Tiene que haber sido antes de 1967 (ese año Raúl Escari ya no venía a las
reuniones y poco después se fue a vivir a París). No sé en qué momento tuve una idea
clara de la bajeza que se había perpetrado con la nena; de lo que estoy segura es de
que no la construí ni la busqué —como suele ocurrirme en otros casos—: la supe.
Básicamente, supe que le habían pagado por algo que ella había hecho por pura
amistad. Y también, que en ese suceso había un cuento.
Que el pago abstracto haya devenido en propina que a la chica le dan en lugar
de un souvenir es la consecuencia directa de haber instalado la trama en una fiesta de
cumpleaños. Y la idea del cumpleaños sí sé de dónde viene: de uno de esos episodios
perturbadores que guardo en la memoria y que suelen ser materia viva para la
escritura de ficciones. En este caso, el cumpleaños de una compañera de cuarto grado.

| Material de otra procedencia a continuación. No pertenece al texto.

//! eframe shell: one note file, live markdown styling, overlays and
//! debounced autosave.

mod style;

use crate::actions::EguiActions;
use crate::editor::EditorSession;
use crate::error::GuiError;
use crate::overlay::{ImageOverlay, OverlayKey, ResolvedImage, FORMAT_LABEL, OPEN_LABEL};
use crate::surface::EguiSurface;
use eframe::egui::{self, Rect, RichText};
use quicknote_core::text::char_len;
use quicknote_core::{EditorConfig, FontScale};
use std::collections::HashMap;
use std::path::{Path, PathBuf};
use std::time::{Duration, Instant};
use style::{COLOR_TEXT_MUTED, COLOR_TEXT_PRIMARY};
use tracing::{info, warn};

pub(crate) const DEFAULT_WINDOW_SIZE: [f32; 2] = [900.0, 700.0];
pub(crate) const MIN_WINDOW_SIZE: [f32; 2] = [420.0, 320.0];
const DEFAULT_NOTE_NAME: &str = "QuickNote.md";
const STATUS_TTL: Duration = Duration::from_secs(4);
const FEEDBACK_REPAINT: Duration = Duration::from_millis(100);

#[derive(Debug, Copy, Clone, PartialEq, Eq)]
enum SaveStatus {
    Saved,
    Dirty,
}

struct StatusMessage {
    text: String,
    expires_at: Instant,
}

/// Button pressed on an overlay this frame.
enum OverlayAction {
    OpenImage(OverlayKey),
    CopyImage(OverlayKey),
    CopyCode(OverlayKey),
    FormatCode(OverlayKey),
}

pub(crate) struct QuickNoteApp {
    note_path: PathBuf,
    surface: EguiSurface,
    session: EditorSession,
    textures: HashMap<String, egui::TextureHandle>,
    /// Content last propagated from the editor after the change debounce.
    committed: String,
    save_status: SaveStatus,
    status: Option<StatusMessage>,
    needs_initial_pass: bool,
    style_applied: bool,
}

/// Note file named by the config, else the default note inside the vault.
fn resolve_note_path(config: &EditorConfig) -> Result<PathBuf, GuiError> {
    if let Some(path) = config.note_path.clone() {
        return Ok(path);
    }
    config
        .vault_path
        .as_ref()
        .map(|vault| vault.join(DEFAULT_NOTE_NAME))
        .ok_or(GuiError::NoNote)
}

fn load_note(path: &Path) -> Result<String, GuiError> {
    match std::fs::read_to_string(path) {
        Ok(text) => Ok(text),
        Err(err) if err.kind() == std::io::ErrorKind::NotFound => Ok(String::new()),
        Err(err) => Err(GuiError::io(path, err)),
    }
}

fn save_note(path: &Path, text: &str) -> Result<(), GuiError> {
    std::fs::write(path, text).map_err(|err| GuiError::io(path, err))
}

impl QuickNoteApp {
    /// Construct the app from the current environment config.
    ///
    /// # Errors
    /// Returns an error when no note path can be derived or the note file
    /// exists but cannot be read.
    pub(crate) fn new() -> Result<Self, GuiError> {
        Self::with_config(EditorConfig::from_env())
    }

    pub(crate) fn with_config(config: EditorConfig) -> Result<Self, GuiError> {
        let note_path = resolve_note_path(&config)?;
        let text = load_note(&note_path)?;
        info!(
            "opened note {} ({} chars)",
            note_path.display(),
            char_len(&text)
        );
        Ok(Self {
            note_path,
            surface: EguiSurface::new(text.clone(), FontScale::new(config.font_size)),
            session: EditorSession::from_config(&config),
            textures: HashMap::new(),
            committed: text,
            save_status: SaveStatus::Saved,
            status: None,
            needs_initial_pass: true,
            style_applied: false,
        })
    }

    fn set_status(&mut self, text: impl Into<String>) {
        self.status = Some(StatusMessage {
            text: text.into(),
            expires_at: Instant::now() + STATUS_TTL,
        });
    }

    fn save_now(&mut self) {
        match save_note(&self.note_path, &self.committed) {
            Ok(()) => {
                self.save_status = SaveStatus::Saved;
                info!("saved {}", self.note_path.display());
            }
            Err(err) => {
                warn!("autosave failed: {}", err);
                self.set_status(format!("Save failed: {}", err));
            }
        }
    }

    fn texture_for(
        &mut self,
        ctx: &egui::Context,
        source: &str,
        image: &ResolvedImage,
    ) -> egui::TextureHandle {
        if let Some(texture) = self.textures.get(source) {
            return texture.clone();
        }
        let [width, height] = image.size;
        let color = egui::ColorImage::from_rgba_unmultiplied(
            [width as usize, height as usize],
            image.rgba.as_slice(),
        );
        let texture = ctx.load_texture(source, color, egui::TextureOptions::LINEAR);
        self.textures.insert(source.to_string(), texture.clone());
        texture
    }

    fn editor_ui(&mut self, ui: &mut egui::Ui) -> Vec<OverlayAction> {
        let now = Instant::now();
        let session = &self.session;
        let events = self.surface.show(ui, |text| session.sheet_for(text));

        if self.needs_initial_pass {
            self.needs_initial_pass = false;
            self.session.refresh(&mut self.surface);
            ui.ctx().request_repaint();
        } else if events.text_changed {
            self.session.text_changed(&mut self.surface, now);
            self.save_status = SaveStatus::Dirty;
            ui.ctx().request_repaint();
        } else if events.cursor_moved && self.session.cursor_moved(&mut self.surface) {
            ui.ctx().request_repaint();
        }
        if events.layout_changed {
            self.session.layout_changed(&self.surface);
        }

        if let Some((offset, command)) = events.clicked {
            let style = self.surface.style_at(offset);
            if let Some(target) = style.checkbox {
                if self
                    .session
                    .toggle_checkbox(&mut self.surface, &target, now)
                    .is_some()
                {
                    self.save_status = SaveStatus::Dirty;
                }
            } else if let (Some(link), true) = (style.link, command) {
                ui.ctx().open_url(egui::OpenUrl::new_tab(link));
            }
        }

        self.overlay_ui(ui, now)
    }

    fn overlay_ui(&mut self, ui: &mut egui::Ui, now: Instant) -> Vec<OverlayAction> {
        let mut actions = Vec::new();
        let images: Vec<ImageOverlay> = self
            .session
            .reconciler()
            .image_overlays()
            .filter(|overlay| overlay.visible)
            .cloned()
            .collect();
        let ctx = ui.ctx().clone();
        for overlay in images {
            let key = OverlayKey::from(&overlay.info.range);
            let texture = self.texture_for(&ctx, &overlay.info.source, &overlay.image);
            ui.put(
                overlay.rect,
                egui::Image::new(&texture).fit_to_exact_size(overlay.rect.size()),
            );
            if ui
                .put(overlay.open_rect, egui::Button::new(OPEN_LABEL).small())
                .clicked()
            {
                actions.push(OverlayAction::OpenImage(key));
            }
            let copy = egui::Button::new(overlay.copy_label(now)).small();
            if ui.put(overlay.copy_rect, copy).clicked() {
                actions.push(OverlayAction::CopyImage(key));
            }
        }

        let code: Vec<(OverlayKey, String, Rect, Option<Rect>)> = self
            .session
            .reconciler()
            .code_overlays()
            .filter(|overlay| overlay.visible)
            .map(|overlay| {
                (
                    OverlayKey::from(&overlay.block.range),
                    overlay.copy_label(now).to_string(),
                    overlay.copy_rect,
                    overlay.format_rect,
                )
            })
            .collect();
        for (key, label, copy_rect, format_rect) in code {
            if ui.put(copy_rect, egui::Button::new(label).small()).clicked() {
                actions.push(OverlayAction::CopyCode(key));
            }
            if let Some(rect) = format_rect {
                if ui.put(rect, egui::Button::new(FORMAT_LABEL).small()).clicked() {
                    actions.push(OverlayAction::FormatCode(key));
                }
            }
        }
        actions
    }

    fn run_actions(&mut self, ctx: &egui::Context, actions: Vec<OverlayAction>) {
        let now = Instant::now();
        let mut sink = EguiActions::new(ctx);
        for action in actions {
            match action {
                OverlayAction::OpenImage(key) => {
                    self.session.reconciler().open_image(&key, &mut sink);
                }
                OverlayAction::CopyImage(key) => {
                    self.session.reconciler_mut().copy_image(&key, &mut sink, now);
                }
                OverlayAction::CopyCode(key) => {
                    self.session.reconciler_mut().copy_code(&key, &mut sink, now);
                }
                OverlayAction::FormatCode(key) => {
                    if self.session.apply_format(&mut self.surface, &key, now) {
                        self.save_status = SaveStatus::Dirty;
                    } else {
                        self.set_status("Code block could not be formatted");
                    }
                }
            }
        }
    }

    fn status_bar(&mut self, ctx: &egui::Context) {
        egui::TopBottomPanel::bottom("status_bar").show(ctx, |ui| {
            ui.horizontal(|ui| {
                let name = self
                    .note_path
                    .file_name()
                    .map(|name| name.to_string_lossy().into_owned())
                    .unwrap_or_default();
                ui.label(RichText::new(name).small().color(COLOR_TEXT_PRIMARY));
                ui.separator();
                let saved = match self.save_status {
                    SaveStatus::Saved => "Saved",
                    SaveStatus::Dirty => "Edited",
                };
                ui.label(RichText::new(saved).small().color(COLOR_TEXT_MUTED));
                ui.separator();
                ui.label(
                    RichText::new(format!("{} chars", char_len(&self.committed)))
                        .small()
                        .color(COLOR_TEXT_MUTED),
                );
                let mut plain = self.session.is_plain();
                if ui.checkbox(&mut plain, "Plain").changed() {
                    self.session.set_plain(&mut self.surface, plain);
                }
                if let Some(status) = &self.status {
                    ui.separator();
                    ui.label(RichText::new(&status.text).small().color(COLOR_TEXT_MUTED));
                }
            });
        });
    }
}

impl eframe::App for QuickNoteApp {
    fn update(&mut self, ctx: &egui::Context, _frame: &mut eframe::Frame) {
        self.ensure_style(ctx);
        let now = Instant::now();
        if self
            .status
            .as_ref()
            .is_some_and(|status| status.expires_at <= now)
        {
            self.status = None;
        }

        self.status_bar(ctx);
        let actions = egui::CentralPanel::default()
            .show(ctx, |ui| {
                egui::ScrollArea::vertical()
                    .auto_shrink([false, false])
                    .show(ui, |ui| self.editor_ui(ui))
                    .inner
            })
            .inner;
        self.run_actions(ctx, actions);

        let now = Instant::now();
        let events = self.session.poll(now);
        if events.propagate {
            self.committed = self.surface.as_str().to_owned();
        }
        if events.autosave {
            self.committed = self.surface.as_str().to_owned();
            self.save_now();
        }

        let mut repaint_after = self.session.next_deadline(now);
        if self.session.reconciler_mut().tick(now) {
            repaint_after = Some(repaint_after.map_or(FEEDBACK_REPAINT, |at| at.min(FEEDBACK_REPAINT)));
        }
        if let Some(status) = &self.status {
            let until = status.expires_at.saturating_duration_since(now);
            repaint_after = Some(repaint_after.map_or(until, |at| at.min(until)));
        }
        if let Some(after) = repaint_after {
            ctx.request_repaint_after(after);
        }
    }
}

impl Drop for QuickNoteApp {
    fn drop(&mut self) {
        if self.save_status == SaveStatus::Dirty || self.session.has_pending_save() {
            self.session.cancel_autosave();
            self.committed = self.surface.as_str().to_owned();
            self.save_now();
        }
    }
}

Las invitadas éramos del mismo grado o eran primas de la cumpleañera. Pero
entonces, muy sonriente y almidonada, apareció una nena más chica que todas
nosotras. Lo que ocurrió fue lo opuesto de lo que pasa en mi cuento: casi con
desesperación, nos volcamos a hacerle fiestas a la recién llegada. Y, sin embargo, yo —
demasiado pensante a los ocho años— percibí algo anormal en ese exceso de
entusiasmo. Algo que me avergonzaba. Supe, aunque no tenía el vocabulario para
expresarlo así, que con tanto mimo estábamos tratando de aplacar nuestra mala
conciencia: esa nena no era una invitada del modo en que lo éramos nosotras; era la
hija de la mujer que trabajaba por horas en la casa de mi amiga. Fue una de esas
revelaciones que se clavarían en mí para siempre; seguramente contribuyó a tramar lo
que luego iba a ser mi ideología. Lo cierto es que la chiquita almidonada y sonriente se
me instaló en la situación a narrar como una presencia más real, más entrañable, que
la nena que lloraba junto a una laguna en el relato de Escari. Me dio ganas de escribir
el cuento.
Esas ganas recorrieron muchos años y algunos títulos que fueron descartados
—recuerdo “Los lirios del campo” y “El cumpleaños de la infanta”—, cada uno de ellos,
asociado a varios intentos —malogrados e inconclusos— de escritura. Yo insistía en
empezar con un diálogo entre la madre y la chica (en algún momento empezó a
llamarse Rosaura y ese, sin ninguna duda, fue el nombre). Durante ese diálogo,
Rosaura le explicaba lo de la invitación, el vínculo que la unía a la del cumpleaños, los
detalles de la fiesta, su deseo de ir; y la madre manifestaba sus objeciones, haciendo
hincapié en su trabajo como sirvienta; en fin, en ese diálogo se dejaba en claro todo lo
que hacía falta saber para que luego el cuento se desarrollara sin tropiezos. Un bodrio
perfecto. Me aburría escribiendo una y otra vez ese comienzo, y eso es un mal
síntoma: si una se aburre escribiendo una ficción, puede apostar a que la ficción le está
saliendo aburrida. Yo, desde cada uno de esos comienzos, llegaba a la fiesta con toda
la información prolijamente expuesta y sin la menor energía. Entonces abandonaba la
escritura.
El cuento quedó suspendido en esa primera escena. Hasta que una tarde de
1980, el poeta Fernando Noy —una ráfaga de trasgresión y ocurrencias explosivas en
tiempos de la dictadura— me llamó por teléfono y me pidió un cuento inédito para
una antología; iban a estar Borges, Bioy Casares, Silvina Ocampo, Abelardo Castillo,
Juan José Manauta, Elvira Orphée, Juan José Hernández…, siguió nombrando y
culminó: “La antología se va a llamar Cuentos para leer en la playa”. Le dije
rotundamente que no; me negaba a publicar en un libro con ese título. “Entonces sos
una tarada”, me dijo, “el libro va a ser excepcional por los autores que tiene y se va a
vender a lo loco por el título”. Tuve que admitir que tenía razón, pero no podía
sacarme de la cabeza la imagen del lector playero que, a falta de una cosa mejor para
matar el tiempo, busca algo livianito aunque no exento de prestigio: ese lector era el
destinatario del libro. Pensé: “Si ese me va a leer en la playa, al menos le voy a
amargar la reposera”. Y sin la menor vacilación busqué los borradores de lo que
todavía no se llamaba “La fiesta ajena”.